Es una novela dolorosa pero es la novela que recomendaré a todos los que sepa heridos de literatura. Una novela donde el cómo prevalece sobre el qué se cuenta, cargada de momentos sencillos en apariencia, profundos como un pozo. De una voz narrativa templada y segura que invade el cuerpo como un constipado lento que acaba en gripe y luego deja un dolor de huesos durante varios días. 

Williams sabía que tenía entre manos un buen libro, una novela digna, de peso, que no comercial. Su primera edición cayó en el olvido tras una pequeña tirada de doscientos ejemplares y estuvo a punto de sucumbir a la maldición del protagonista, la maldición del silencio. 

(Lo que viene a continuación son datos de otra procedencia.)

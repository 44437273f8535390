//! End-to-end behaviour of the stores through a [`Manager`] over the
//! in-process backend.

use std::sync::Arc;
use std::time::{Duration, SystemTime};

use kvtx_store::{
    Backend, DeadlineBackend, Manager, MemoryBackend, Packed, Scored, StoreError, TxState,
};
use serde::{Deserialize, Serialize};

#[derive(Debug, Clone, PartialEq, Serialize, Deserialize)]
struct Purchase {
    order_id: String,
    amount_cents: u64,
}

fn purchase(order_id: &str, amount_cents: u64) -> Packed<Purchase> {
    Packed(Purchase {
        order_id: order_id.to_string(),
        amount_cents,
    })
}

type Rank = Scored<String>;

fn rank(player: &str, score: f64) -> Rank {
    Scored::new(player.to_string(), score)
}

fn players(entries: &[Rank]) -> Vec<&str> {
    entries.iter().map(|e| e.value.as_str()).collect()
}

fn manager() -> Manager {
    Manager::with_backend(Arc::new(MemoryBackend::new()))
}

// ---------------------------------------------------------------------------
// Scalar
// ---------------------------------------------------------------------------

#[tokio::test]
async fn kv_last_committer_before_conflict_wins() {
    let manager = manager();
    let kv = manager.register_kv::<Packed<Purchase>>("last_purchase").unwrap();
    kv.set(&purchase("o-0", 100)).await.unwrap();

    let t1 = kv.begin_tx().await.unwrap();
    let t2 = kv.begin_tx().await.unwrap();
    t1.set(&purchase("o-1", 250)).unwrap();
    t2.set(&purchase("o-2", 999)).unwrap();

    t1.commit().await.unwrap();
    let err = t2.commit().await.unwrap_err();
    assert!(matches!(err, StoreError::Conflict { ref key } if key == "last_purchase"));

    assert_eq!(kv.get().await.unwrap(), purchase("o-1", 250));
    assert_eq!(t2.state(), TxState::RolledBack);
}

#[tokio::test]
async fn kv_conflict_when_key_created_concurrently() {
    let manager = manager();
    let kv = manager.register_kv::<String>("flag").unwrap();

    let tx = kv.begin_tx().await.unwrap();
    assert!(matches!(tx.get(), Err(StoreError::NotFound(_))));
    tx.set(&"mine".to_string()).unwrap();

    kv.set(&"theirs".to_string()).await.unwrap();
    assert!(tx.commit().await.unwrap_err().is_conflict());
    assert_eq!(kv.get().await.unwrap(), "theirs");
}

// ---------------------------------------------------------------------------
// Field map
// ---------------------------------------------------------------------------

#[tokio::test]
async fn hash_read_your_writes_without_backend() {
    let backend = Arc::new(MemoryBackend::new());
    let manager = Manager::with_backend(Arc::clone(&backend) as Arc<dyn Backend>);
    let hash = manager.register_hash::<Packed<Purchase>>("daily").unwrap();
    hash.set("u1", &purchase("o-1", 10)).await.unwrap();

    let tx = hash.begin_tx().await.unwrap();
    // Reads inside the transaction are served from the snapshot and log.
    backend.close().await.unwrap();
    tx.set("u2", &purchase("o-2", 20)).unwrap();
    tx.delete(&["u1"]).unwrap();

    assert_eq!(tx.get("u2").unwrap(), purchase("o-2", 20));
    assert!(matches!(tx.get("u1"), Err(StoreError::NotFound(_))));
    assert_eq!(tx.get_all().unwrap().len(), 1);

    assert!(tx.commit().await.unwrap_err().is_backend_unavailable());
}

#[tokio::test]
async fn hash_conflict_applies_nothing() {
    let manager = manager();
    let hash = manager.register_hash::<String>("limits").unwrap();
    hash.set("a", &"1".to_string()).await.unwrap();

    let t1 = hash.begin_tx().await.unwrap();
    let t2 = hash.begin_tx().await.unwrap();
    t1.set("a", &"2".to_string()).unwrap();
    t2.set("b", &"x".to_string()).unwrap();
    t2.delete(&["a"]).unwrap();

    t1.commit().await.unwrap();
    assert!(t2.commit().await.unwrap_err().is_conflict());

    let all = hash.get_all().await.unwrap();
    assert_eq!(all.len(), 1);
    assert_eq!(all["a"], "2");
}

// ---------------------------------------------------------------------------
// Sorted set
// ---------------------------------------------------------------------------

async fn leaderboard(manager: &Manager, name: &str) -> Arc<kvtx_store::SortedSetStore<Rank>> {
    let zset = manager.register_sorted_set::<Rank>(name).unwrap();
    for (player, score) in [("p100", 100.0), ("p50", 50.0), ("p200", 200.0)] {
        zset.add(&rank(player, score)).await.unwrap();
    }
    zset
}

#[tokio::test]
async fn zset_ranges_and_trims() {
    let manager = manager();
    let zset = leaderboard(&manager, "board").await;

    let all = zset.range(0, -1).await.unwrap();
    assert_eq!(all.iter().map(|r| r.score).collect::<Vec<_>>(), [50.0, 100.0, 200.0]);
    assert!(zset.range(10, 20).await.unwrap().is_empty());
    assert_eq!(players(&zset.range(-100, 100).await.unwrap()), ["p50", "p100", "p200"]);

    zset.trim_to_top_n(2).await.unwrap();
    assert_eq!(players(&zset.range(0, -1).await.unwrap()), ["p50", "p100"]);

    let high = leaderboard(&manager, "board-high").await;
    high.rev_trim_to_top_n(2).await.unwrap();
    assert_eq!(players(&high.range(0, -1).await.unwrap()), ["p100", "p200"]);
}

#[tokio::test]
async fn zset_transaction_view_matches_backend_after_commit() {
    let manager = manager();
    let zset = leaderboard(&manager, "board").await;

    let tx = zset.begin_tx().await.unwrap();
    tx.add(&rank("p75", 75.0)).unwrap();
    tx.remove(&rank("p200", 0.0)).unwrap();
    tx.add(&rank("p50", 500.0)).unwrap();

    let view = tx.range(0, -1).unwrap();
    assert_eq!(players(&view), ["p75", "p100", "p50"]);
    let top = tx.rev_range_by_score(f64::INFINITY, f64::NEG_INFINITY, 0, 2).unwrap();
    assert_eq!(players(&top), ["p50", "p100"]);

    tx.commit().await.unwrap();
    assert_eq!(zset.range(0, -1).await.unwrap(), view);
    assert_eq!(zset.len().await.unwrap(), 3);
}

#[tokio::test]
async fn zset_rev_range_edge_counts() {
    let manager = manager();
    let zset = leaderboard(&manager, "board").await;

    assert!(zset.rev_range_by_score(1e9, 0.0, 0, 0).await.unwrap().is_empty());
    assert_eq!(zset.rev_range_by_score(1e9, 0.0, -5, -1).await.unwrap().len(), 3);
    assert!(zset.rev_range_by_score(1e9, 0.0, 10, -1).await.unwrap().is_empty());
}

// ---------------------------------------------------------------------------
// Lifecycle
// ---------------------------------------------------------------------------

#[tokio::test]
async fn rollback_leaves_backend_unchanged() {
    let manager = manager();
    let zset = leaderboard(&manager, "board").await;

    let tx = zset.begin_tx().await.unwrap();
    tx.trim_to_top_n(0).unwrap();
    assert!(tx.range(0, -1).unwrap().is_empty());
    tx.rollback().unwrap();

    assert_eq!(zset.len().await.unwrap(), 3);
    assert!(matches!(tx.range(0, -1), Err(StoreError::AlreadyFinished)));
    assert!(matches!(tx.commit().await, Err(StoreError::AlreadyFinished)));
}

#[tokio::test]
async fn duplicate_registration_keeps_first_usable() {
    let manager = manager();
    let first = manager.register_kv::<String>("session").unwrap();
    first.set(&"alive".to_string()).await.unwrap();

    let err = manager.register_kv::<String>("session").err().unwrap();
    assert!(matches!(err, StoreError::DuplicateRegistration { .. }));

    let looked_up = manager.kv::<String>("session").unwrap();
    assert_eq!(looked_up.get().await.unwrap(), "alive");
}

#[tokio::test]
async fn memory_hash_commits_without_conflict_detection() {
    let manager = manager();
    let sessions = manager.register_memory_hash::<Vec<u32>>("sessions").unwrap();
    sessions.set("u1", &vec![1, 2]);

    let tx = sessions.begin_tx();
    tx.set("u1", &vec![3]).unwrap();
    sessions.set("u1", &vec![9]);
    tx.commit().unwrap();

    let same = manager.memory_hash::<Vec<u32>>("sessions").unwrap();
    assert_eq!(same.get("u1").unwrap(), vec![3]);
}

#[tokio::test]
async fn closed_manager_fails_calls_promptly() {
    let manager = manager();
    let hash = manager.register_hash::<String>("h").unwrap();
    let tx = hash.begin_tx().await.unwrap();
    tx.set("f", &"v".to_string()).unwrap();

    manager.close().await.unwrap();
    manager.close().await.unwrap();

    assert!(hash.get_all().await.unwrap_err().is_backend_unavailable());
    let err = tx.commit().await.unwrap_err();
    assert!(matches!(err, StoreError::BackendUnavailable(_)));
}

#[tokio::test]
async fn hash_and_zset_expire_as_a_whole() {
    let manager = manager();
    let hash = manager.register_hash::<String>("cooldowns").unwrap();
    assert!(!hash.expire(Duration::from_secs(60)).await.unwrap());
    hash.set("u1", &"x".to_string()).await.unwrap();
    assert!(hash.expire(Duration::from_millis(300)).await.unwrap());
    // Field writes keep the deadline.
    hash.set("u2", &"y".to_string()).await.unwrap();

    let zset = leaderboard(&manager, "weekly").await;
    assert!(zset.expire_at(SystemTime::now() + Duration::from_millis(300)).await.unwrap());
    assert_eq!(zset.len().await.unwrap(), 3);

    tokio::time::sleep(Duration::from_millis(500)).await;
    assert!(hash.get_all().await.unwrap().is_empty());
    assert_eq!(zset.len().await.unwrap(), 0);
}

/// Which calls never answer.
#[derive(Clone, Copy)]
enum Stall {
    Reads,
    Commits,
}

/// Backend that stalls one kind of call, used to observe deadlines and
/// cancelled commits.
struct Unresponsive {
    inner: MemoryBackend,
    stall: Stall,
}

impl Unresponsive {
    fn new(stall: Stall) -> Self {
        Self {
            inner: MemoryBackend::new(),
            stall,
        }
    }
}

async fn hang() {
    tokio::time::sleep(Duration::from_secs(3600)).await;
}

#[async_trait::async_trait]
impl Backend for Unresponsive {
    async fn get(&self, key: &str) -> kvtx_store::Result<Option<Vec<u8>>> {
        if matches!(self.stall, Stall::Reads) {
            hang().await;
        }
        self.inner.get(key).await
    }
    async fn set(&self, key: &str, value: &[u8]) -> kvtx_store::Result<()> {
        self.inner.set(key, value).await
    }
    async fn del(&self, key: &str) -> kvtx_store::Result<()> {
        self.inner.del(key).await
    }
    async fn hget(&self, key: &str, field: &str) -> kvtx_store::Result<Option<Vec<u8>>> {
        self.inner.hget(key, field).await
    }
    async fn hget_all(
        &self,
        key: &str,
    ) -> kvtx_store::Result<std::collections::BTreeMap<String, Vec<u8>>> {
        self.inner.hget_all(key).await
    }
    async fn hset(&self, key: &str, field: &str, value: &[u8]) -> kvtx_store::Result<()> {
        self.inner.hset(key, field, value).await
    }
    async fn hdel(&self, key: &str, fields: &[&str]) -> kvtx_store::Result<()> {
        self.inner.hdel(key, fields).await
    }
    async fn zadd(&self, key: &str, member: &[u8], score: f64) -> kvtx_store::Result<()> {
        self.inner.zadd(key, member, score).await
    }
    async fn zrem(&self, key: &str, member: &[u8]) -> kvtx_store::Result<()> {
        self.inner.zrem(key, member).await
    }
    async fn zrange_with_scores(
        &self,
        key: &str,
        start: i64,
        stop: i64,
    ) -> kvtx_store::Result<Vec<kvtx_core::ScoredMember>> {
        self.inner.zrange_with_scores(key, start, stop).await
    }
    async fn zrev_range_by_score(
        &self,
        key: &str,
        max: f64,
        min: f64,
        offset: i64,
        count: i64,
    ) -> kvtx_store::Result<Vec<kvtx_core::ScoredMember>> {
        self.inner.zrev_range_by_score(key, max, min, offset, count).await
    }
    async fn zcard(&self, key: &str) -> kvtx_store::Result<u64> {
        self.inner.zcard(key).await
    }
    async fn zrem_range_by_rank(&self, key: &str, start: i64, stop: i64) -> kvtx_store::Result<()> {
        self.inner.zrem_range_by_rank(key, start, stop).await
    }
    async fn commit_if_unchanged(
        &self,
        key: &str,
        write: &kvtx_store::ConditionalWrite,
    ) -> kvtx_store::Result<bool> {
        if matches!(self.stall, Stall::Commits) {
            hang().await;
        }
        self.inner.commit_if_unchanged(key, write).await
    }
    async fn expire_at(&self, key: &str, at: SystemTime) -> kvtx_store::Result<bool> {
        self.inner.expire_at(key, at).await
    }
    async fn ping(&self) -> kvtx_store::Result<()> {
        self.inner.ping().await
    }
    async fn close(&self) -> kvtx_store::Result<()> {
        self.inner.close().await
    }
}

#[tokio::test(start_paused = true)]
async fn deadline_surfaces_as_timeout() {
    let slow: Arc<dyn Backend> = Arc::new(Unresponsive::new(Stall::Reads));
    let bounded = Arc::new(DeadlineBackend::new(slow, Duration::from_millis(200)));
    let manager = Manager::with_backend(bounded);
    let kv = manager.register_kv::<String>("slow").unwrap();

    let err = kv.get().await.unwrap_err();
    assert!(matches!(err, StoreError::Timeout { timeout_ms: 200 }));
    assert!(err.is_backend_unavailable());

    // Other calls still go through.
    kv.set(&"fast".to_string()).await.unwrap();
    manager.ping().await.unwrap();
}

#[tokio::test(start_paused = true)]
async fn dropped_commit_leaves_transaction_rolled_back() {
    let manager = Manager::with_backend(Arc::new(Unresponsive::new(Stall::Commits)));
    let kv = manager.register_kv::<String>("flag").unwrap();
    let hash = manager.register_hash::<String>("limits").unwrap();
    let zset = manager.register_sorted_set::<Rank>("board").unwrap();

    let kv_tx = kv.begin_tx().await.unwrap();
    kv_tx.set(&"on".to_string()).unwrap();
    let cancelled = tokio::time::timeout(Duration::from_millis(50), kv_tx.commit()).await;
    assert!(cancelled.is_err());
    assert_eq!(kv_tx.state(), TxState::RolledBack);
    assert!(matches!(kv.get().await, Err(StoreError::NotFound(_))));
    assert!(matches!(kv_tx.commit().await, Err(StoreError::AlreadyFinished)));

    let hash_tx = hash.begin_tx().await.unwrap();
    hash_tx.set("a", &"1".to_string()).unwrap();
    assert!(tokio::time::timeout(Duration::from_millis(50), hash_tx.commit())
        .await
        .is_err());
    assert_eq!(hash_tx.state(), TxState::RolledBack);
    assert!(hash.get_all().await.unwrap().is_empty());

    let zset_tx = zset.begin_tx().await.unwrap();
    zset_tx.add(&rank("p1", 1.0)).unwrap();
    assert!(tokio::time::timeout(Duration::from_millis(50), zset_tx.commit())
        .await
        .is_err());
    assert_eq!(zset_tx.state(), TxState::RolledBack);
    assert_eq!(zset.len().await.unwrap(), 0);
}

#[tokio::test(start_paused = true)]
async fn commit_timeout_rolls_back() {
    let stalled: Arc<dyn Backend> = Arc::new(Unresponsive::new(Stall::Commits));
    let manager = Manager::with_backend(Arc::new(DeadlineBackend::new(
        stalled,
        Duration::from_millis(100),
    )));
    let kv = manager.register_kv::<String>("flag").unwrap();

    let tx = kv.begin_tx().await.unwrap();
    tx.set(&"on".to_string()).unwrap();
    let err = tx.commit().await.unwrap_err();
    assert!(matches!(err, StoreError::Timeout { timeout_ms: 100 }));
    assert_eq!(tx.state(), TxState::RolledBack);
}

Pero todo lo bueno perdura, especialmente los libros que están llenos de coraje y verdad. Los libros que hablan a través de los años, de los siglos. Textos que se dirigen, como éste, a todos aquellos a los que los poetas nos hablan a través del tiempo. Aquellos que nos creemos así salvados de la soledad y de la vida, o de la muerte, que es su reverso. 

Williams nos recuerda aquí que leer no nos librará de la devastación silenciosa que sigue en pie, la que nos hará morir un día como él, sin heroísmo, sin drama: tan solos como llegamos al mundo. 

Preguntaos qué libro será el que, llegado ese día, resbalará despacio de vuestras manos. Mientras tanto, leed, leed malditos. Y no dejéis de leer Stoner de John Williams.